[Stored data entries]
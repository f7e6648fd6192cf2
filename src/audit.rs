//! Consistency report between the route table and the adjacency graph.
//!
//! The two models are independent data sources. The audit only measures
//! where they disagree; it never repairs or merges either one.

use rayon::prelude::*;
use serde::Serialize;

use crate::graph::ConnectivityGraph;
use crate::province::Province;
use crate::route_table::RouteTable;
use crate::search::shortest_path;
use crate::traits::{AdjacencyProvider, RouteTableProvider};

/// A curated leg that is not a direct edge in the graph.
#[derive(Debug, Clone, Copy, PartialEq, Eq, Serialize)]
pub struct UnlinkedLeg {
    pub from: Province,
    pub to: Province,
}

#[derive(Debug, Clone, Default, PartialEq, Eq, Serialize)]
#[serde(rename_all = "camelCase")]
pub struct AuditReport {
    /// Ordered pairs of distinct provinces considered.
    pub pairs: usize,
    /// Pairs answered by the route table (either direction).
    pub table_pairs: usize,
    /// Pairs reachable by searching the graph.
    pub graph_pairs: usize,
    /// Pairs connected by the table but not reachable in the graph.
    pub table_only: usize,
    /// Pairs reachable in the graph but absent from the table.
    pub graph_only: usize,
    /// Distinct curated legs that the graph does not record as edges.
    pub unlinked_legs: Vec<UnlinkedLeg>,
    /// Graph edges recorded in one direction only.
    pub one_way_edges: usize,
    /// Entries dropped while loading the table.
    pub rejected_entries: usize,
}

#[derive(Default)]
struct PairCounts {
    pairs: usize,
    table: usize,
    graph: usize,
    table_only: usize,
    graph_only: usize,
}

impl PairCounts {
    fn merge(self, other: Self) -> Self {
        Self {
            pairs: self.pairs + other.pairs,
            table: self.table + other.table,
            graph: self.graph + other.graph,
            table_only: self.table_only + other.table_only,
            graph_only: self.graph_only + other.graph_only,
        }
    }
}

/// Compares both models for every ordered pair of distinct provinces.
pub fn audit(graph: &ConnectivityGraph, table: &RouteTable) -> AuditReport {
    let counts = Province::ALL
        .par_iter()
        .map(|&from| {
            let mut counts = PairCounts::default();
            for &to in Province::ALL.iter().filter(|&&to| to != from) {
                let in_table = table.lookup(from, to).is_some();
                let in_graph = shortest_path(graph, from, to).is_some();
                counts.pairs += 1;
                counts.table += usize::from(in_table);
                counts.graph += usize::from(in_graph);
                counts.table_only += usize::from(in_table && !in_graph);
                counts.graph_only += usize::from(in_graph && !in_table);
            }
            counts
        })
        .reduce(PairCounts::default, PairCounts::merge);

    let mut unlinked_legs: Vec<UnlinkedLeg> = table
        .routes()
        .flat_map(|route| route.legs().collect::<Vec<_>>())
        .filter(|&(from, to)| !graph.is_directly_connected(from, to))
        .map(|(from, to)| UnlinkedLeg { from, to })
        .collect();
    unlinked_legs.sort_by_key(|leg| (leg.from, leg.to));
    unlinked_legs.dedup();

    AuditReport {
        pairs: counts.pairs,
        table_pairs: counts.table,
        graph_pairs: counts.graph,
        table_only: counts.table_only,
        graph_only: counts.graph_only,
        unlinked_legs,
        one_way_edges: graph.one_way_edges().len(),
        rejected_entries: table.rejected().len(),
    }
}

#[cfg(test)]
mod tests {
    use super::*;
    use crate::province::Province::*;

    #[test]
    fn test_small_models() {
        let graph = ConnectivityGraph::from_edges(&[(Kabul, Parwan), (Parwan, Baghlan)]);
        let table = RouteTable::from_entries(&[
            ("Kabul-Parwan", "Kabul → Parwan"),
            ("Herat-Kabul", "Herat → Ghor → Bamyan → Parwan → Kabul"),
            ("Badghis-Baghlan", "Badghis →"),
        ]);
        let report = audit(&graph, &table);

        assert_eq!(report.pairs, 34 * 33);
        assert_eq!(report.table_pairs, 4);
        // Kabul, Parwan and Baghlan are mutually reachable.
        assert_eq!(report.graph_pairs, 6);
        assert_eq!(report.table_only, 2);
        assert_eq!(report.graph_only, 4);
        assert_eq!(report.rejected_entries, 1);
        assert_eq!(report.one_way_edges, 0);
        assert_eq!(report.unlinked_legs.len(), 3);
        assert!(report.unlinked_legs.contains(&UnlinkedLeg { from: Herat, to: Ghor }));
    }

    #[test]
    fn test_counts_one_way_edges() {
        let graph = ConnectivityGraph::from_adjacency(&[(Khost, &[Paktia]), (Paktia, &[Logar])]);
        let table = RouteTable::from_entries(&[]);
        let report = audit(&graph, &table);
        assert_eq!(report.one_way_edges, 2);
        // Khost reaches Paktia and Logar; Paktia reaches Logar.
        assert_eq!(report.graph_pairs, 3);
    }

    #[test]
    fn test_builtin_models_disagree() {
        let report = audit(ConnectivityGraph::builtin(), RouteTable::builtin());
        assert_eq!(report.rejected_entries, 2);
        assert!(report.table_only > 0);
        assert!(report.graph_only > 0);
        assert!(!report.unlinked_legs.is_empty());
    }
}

---

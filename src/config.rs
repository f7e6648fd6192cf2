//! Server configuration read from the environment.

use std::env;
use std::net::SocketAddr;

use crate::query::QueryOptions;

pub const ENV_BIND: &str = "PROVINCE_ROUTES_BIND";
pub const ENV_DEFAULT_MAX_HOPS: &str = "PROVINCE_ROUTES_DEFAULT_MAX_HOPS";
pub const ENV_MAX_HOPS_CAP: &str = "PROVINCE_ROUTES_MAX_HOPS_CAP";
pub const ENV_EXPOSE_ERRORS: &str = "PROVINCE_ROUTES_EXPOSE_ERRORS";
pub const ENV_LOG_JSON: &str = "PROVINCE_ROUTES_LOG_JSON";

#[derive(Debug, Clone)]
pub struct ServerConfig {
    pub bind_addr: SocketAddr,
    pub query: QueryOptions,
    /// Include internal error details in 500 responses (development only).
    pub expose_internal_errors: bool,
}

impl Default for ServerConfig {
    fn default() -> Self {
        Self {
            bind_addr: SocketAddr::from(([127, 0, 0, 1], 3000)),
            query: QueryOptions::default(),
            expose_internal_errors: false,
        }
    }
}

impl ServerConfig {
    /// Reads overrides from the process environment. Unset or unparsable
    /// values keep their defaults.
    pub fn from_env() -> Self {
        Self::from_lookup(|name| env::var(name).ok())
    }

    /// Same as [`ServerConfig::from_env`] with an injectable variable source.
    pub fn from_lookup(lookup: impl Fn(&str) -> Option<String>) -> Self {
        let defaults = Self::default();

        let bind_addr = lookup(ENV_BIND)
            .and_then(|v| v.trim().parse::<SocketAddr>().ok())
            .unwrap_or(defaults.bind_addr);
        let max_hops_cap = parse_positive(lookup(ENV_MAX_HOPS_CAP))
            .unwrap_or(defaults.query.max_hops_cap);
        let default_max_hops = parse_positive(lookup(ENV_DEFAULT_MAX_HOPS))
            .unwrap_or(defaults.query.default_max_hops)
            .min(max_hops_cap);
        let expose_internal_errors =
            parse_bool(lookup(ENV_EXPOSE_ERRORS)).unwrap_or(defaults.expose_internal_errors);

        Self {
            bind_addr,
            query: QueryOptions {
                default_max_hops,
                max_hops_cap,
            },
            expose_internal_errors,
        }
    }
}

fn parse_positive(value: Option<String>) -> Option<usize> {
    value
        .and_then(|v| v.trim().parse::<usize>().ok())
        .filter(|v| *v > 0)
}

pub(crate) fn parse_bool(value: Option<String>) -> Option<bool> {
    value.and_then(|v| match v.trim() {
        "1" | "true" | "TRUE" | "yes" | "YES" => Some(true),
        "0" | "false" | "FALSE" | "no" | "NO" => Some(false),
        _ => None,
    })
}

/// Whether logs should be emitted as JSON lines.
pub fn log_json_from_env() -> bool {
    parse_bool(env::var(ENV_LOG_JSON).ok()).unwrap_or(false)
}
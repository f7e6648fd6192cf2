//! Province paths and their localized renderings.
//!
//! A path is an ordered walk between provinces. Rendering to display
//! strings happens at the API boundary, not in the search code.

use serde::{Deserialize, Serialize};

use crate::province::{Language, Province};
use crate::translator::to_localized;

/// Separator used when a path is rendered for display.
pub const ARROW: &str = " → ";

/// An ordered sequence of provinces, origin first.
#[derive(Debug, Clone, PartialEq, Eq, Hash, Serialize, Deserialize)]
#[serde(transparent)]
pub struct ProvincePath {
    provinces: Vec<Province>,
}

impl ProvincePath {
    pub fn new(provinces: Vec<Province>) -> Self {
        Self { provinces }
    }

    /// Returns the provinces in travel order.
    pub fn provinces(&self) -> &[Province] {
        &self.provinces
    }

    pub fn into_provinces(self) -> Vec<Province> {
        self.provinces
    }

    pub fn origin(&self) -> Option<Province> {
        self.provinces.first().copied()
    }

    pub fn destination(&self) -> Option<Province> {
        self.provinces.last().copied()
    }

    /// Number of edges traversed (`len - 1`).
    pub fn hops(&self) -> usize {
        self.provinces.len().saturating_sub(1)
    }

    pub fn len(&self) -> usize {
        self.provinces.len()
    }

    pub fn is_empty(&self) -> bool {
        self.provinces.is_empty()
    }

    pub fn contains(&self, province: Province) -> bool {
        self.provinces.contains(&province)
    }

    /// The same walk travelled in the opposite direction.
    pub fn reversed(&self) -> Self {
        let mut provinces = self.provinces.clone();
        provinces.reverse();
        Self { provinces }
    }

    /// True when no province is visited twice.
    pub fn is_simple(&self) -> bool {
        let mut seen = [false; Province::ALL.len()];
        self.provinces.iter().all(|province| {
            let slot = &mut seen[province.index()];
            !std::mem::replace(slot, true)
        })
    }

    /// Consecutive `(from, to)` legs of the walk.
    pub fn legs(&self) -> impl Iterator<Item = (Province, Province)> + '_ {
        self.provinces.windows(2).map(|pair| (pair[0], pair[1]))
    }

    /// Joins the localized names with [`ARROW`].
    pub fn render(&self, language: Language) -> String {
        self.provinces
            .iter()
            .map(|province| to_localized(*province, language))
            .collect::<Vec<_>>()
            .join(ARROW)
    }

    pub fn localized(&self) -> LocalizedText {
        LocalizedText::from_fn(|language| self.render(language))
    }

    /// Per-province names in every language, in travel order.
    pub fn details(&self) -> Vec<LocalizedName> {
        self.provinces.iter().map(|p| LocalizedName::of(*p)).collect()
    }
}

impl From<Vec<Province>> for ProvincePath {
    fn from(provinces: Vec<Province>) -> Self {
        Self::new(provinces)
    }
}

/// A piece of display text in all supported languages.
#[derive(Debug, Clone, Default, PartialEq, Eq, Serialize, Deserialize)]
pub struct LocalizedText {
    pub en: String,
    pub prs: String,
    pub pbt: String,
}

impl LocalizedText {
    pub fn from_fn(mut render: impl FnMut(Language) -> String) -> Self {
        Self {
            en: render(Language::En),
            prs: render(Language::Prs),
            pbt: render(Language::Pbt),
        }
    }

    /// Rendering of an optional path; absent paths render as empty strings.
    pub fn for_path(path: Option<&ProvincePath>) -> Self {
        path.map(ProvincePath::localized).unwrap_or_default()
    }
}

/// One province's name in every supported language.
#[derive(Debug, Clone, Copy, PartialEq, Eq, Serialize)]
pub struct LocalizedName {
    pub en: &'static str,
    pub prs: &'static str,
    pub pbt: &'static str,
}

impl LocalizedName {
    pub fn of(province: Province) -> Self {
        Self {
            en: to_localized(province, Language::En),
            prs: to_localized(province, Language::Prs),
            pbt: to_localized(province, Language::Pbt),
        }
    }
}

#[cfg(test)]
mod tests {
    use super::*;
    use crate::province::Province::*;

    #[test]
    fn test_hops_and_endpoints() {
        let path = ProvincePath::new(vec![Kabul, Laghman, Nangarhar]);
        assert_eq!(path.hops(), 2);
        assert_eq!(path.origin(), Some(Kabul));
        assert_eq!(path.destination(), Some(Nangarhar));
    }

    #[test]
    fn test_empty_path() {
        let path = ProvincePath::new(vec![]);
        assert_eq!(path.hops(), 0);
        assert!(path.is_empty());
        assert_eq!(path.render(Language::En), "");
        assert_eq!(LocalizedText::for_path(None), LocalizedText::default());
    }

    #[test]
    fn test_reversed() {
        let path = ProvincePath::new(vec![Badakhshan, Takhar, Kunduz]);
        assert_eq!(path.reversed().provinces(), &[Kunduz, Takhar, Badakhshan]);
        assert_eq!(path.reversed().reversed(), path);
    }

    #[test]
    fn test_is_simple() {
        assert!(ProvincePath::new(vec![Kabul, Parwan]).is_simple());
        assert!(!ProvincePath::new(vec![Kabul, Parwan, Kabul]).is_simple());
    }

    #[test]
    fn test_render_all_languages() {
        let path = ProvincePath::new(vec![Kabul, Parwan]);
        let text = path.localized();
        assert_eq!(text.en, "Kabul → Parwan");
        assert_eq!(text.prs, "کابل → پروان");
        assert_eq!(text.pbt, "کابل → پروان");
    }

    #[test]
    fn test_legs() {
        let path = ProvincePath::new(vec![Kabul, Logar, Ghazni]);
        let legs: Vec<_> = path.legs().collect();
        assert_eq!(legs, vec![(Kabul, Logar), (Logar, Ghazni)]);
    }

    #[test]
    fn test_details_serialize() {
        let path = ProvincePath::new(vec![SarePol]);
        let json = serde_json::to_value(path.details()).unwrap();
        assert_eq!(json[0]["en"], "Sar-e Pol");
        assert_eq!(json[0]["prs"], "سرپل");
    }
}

---

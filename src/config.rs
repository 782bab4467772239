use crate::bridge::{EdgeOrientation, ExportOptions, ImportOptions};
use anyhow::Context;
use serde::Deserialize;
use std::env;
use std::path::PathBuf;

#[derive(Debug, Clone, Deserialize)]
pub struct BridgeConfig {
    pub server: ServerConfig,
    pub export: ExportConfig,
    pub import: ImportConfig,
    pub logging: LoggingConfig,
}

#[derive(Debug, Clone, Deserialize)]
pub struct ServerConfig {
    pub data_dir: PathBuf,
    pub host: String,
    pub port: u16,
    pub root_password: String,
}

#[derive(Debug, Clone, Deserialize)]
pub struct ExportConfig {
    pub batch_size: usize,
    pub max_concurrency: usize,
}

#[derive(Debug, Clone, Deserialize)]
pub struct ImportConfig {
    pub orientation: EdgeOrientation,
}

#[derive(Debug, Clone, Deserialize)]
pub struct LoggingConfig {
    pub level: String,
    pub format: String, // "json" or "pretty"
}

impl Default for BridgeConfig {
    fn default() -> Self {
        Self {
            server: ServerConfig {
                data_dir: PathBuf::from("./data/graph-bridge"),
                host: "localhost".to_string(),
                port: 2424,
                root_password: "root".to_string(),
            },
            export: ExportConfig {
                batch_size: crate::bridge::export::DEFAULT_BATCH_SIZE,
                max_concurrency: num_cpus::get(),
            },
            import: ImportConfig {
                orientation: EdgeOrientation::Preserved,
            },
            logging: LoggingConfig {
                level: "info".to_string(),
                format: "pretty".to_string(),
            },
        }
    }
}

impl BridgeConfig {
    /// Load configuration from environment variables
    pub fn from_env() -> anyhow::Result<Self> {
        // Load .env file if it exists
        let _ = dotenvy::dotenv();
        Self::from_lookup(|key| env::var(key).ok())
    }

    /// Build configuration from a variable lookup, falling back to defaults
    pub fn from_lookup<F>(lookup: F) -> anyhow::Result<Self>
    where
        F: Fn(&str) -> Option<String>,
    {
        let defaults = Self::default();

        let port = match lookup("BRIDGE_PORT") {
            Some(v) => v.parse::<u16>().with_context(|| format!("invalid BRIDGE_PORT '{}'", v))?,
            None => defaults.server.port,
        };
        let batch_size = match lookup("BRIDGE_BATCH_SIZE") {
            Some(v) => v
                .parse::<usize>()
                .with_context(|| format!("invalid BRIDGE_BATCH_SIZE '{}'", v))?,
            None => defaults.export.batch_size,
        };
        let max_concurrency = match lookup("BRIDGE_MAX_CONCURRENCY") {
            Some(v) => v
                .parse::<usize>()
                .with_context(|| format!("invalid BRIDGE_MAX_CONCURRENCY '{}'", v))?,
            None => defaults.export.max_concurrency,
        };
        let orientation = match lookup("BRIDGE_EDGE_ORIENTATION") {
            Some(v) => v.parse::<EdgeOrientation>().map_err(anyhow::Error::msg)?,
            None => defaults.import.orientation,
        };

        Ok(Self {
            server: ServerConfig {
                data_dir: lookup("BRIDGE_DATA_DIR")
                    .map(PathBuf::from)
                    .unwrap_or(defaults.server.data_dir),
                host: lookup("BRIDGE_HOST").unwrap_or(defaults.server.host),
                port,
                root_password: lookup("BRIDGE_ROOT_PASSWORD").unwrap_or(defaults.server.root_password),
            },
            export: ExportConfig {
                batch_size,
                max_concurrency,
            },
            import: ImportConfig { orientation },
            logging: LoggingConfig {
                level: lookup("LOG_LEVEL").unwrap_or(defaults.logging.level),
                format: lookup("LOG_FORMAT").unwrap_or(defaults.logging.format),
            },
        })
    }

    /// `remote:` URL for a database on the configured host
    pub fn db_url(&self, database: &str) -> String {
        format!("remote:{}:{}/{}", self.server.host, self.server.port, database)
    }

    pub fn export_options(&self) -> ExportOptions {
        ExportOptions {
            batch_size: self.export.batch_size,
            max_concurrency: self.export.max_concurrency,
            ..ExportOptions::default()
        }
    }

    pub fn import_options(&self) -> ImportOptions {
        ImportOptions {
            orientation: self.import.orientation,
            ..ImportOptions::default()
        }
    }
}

Task description:
Show the lines in the entries above that include the string "Baghlan".

Exercise solution:
        let graph = ConnectivityGraph::from_edges(&[(Kabul, Parwan), (Parwan, Baghlan)]);
            ("Badghis-Baghlan", "Badghis →"),
        // Kabul, Parwan and Baghlan are mutually reachable.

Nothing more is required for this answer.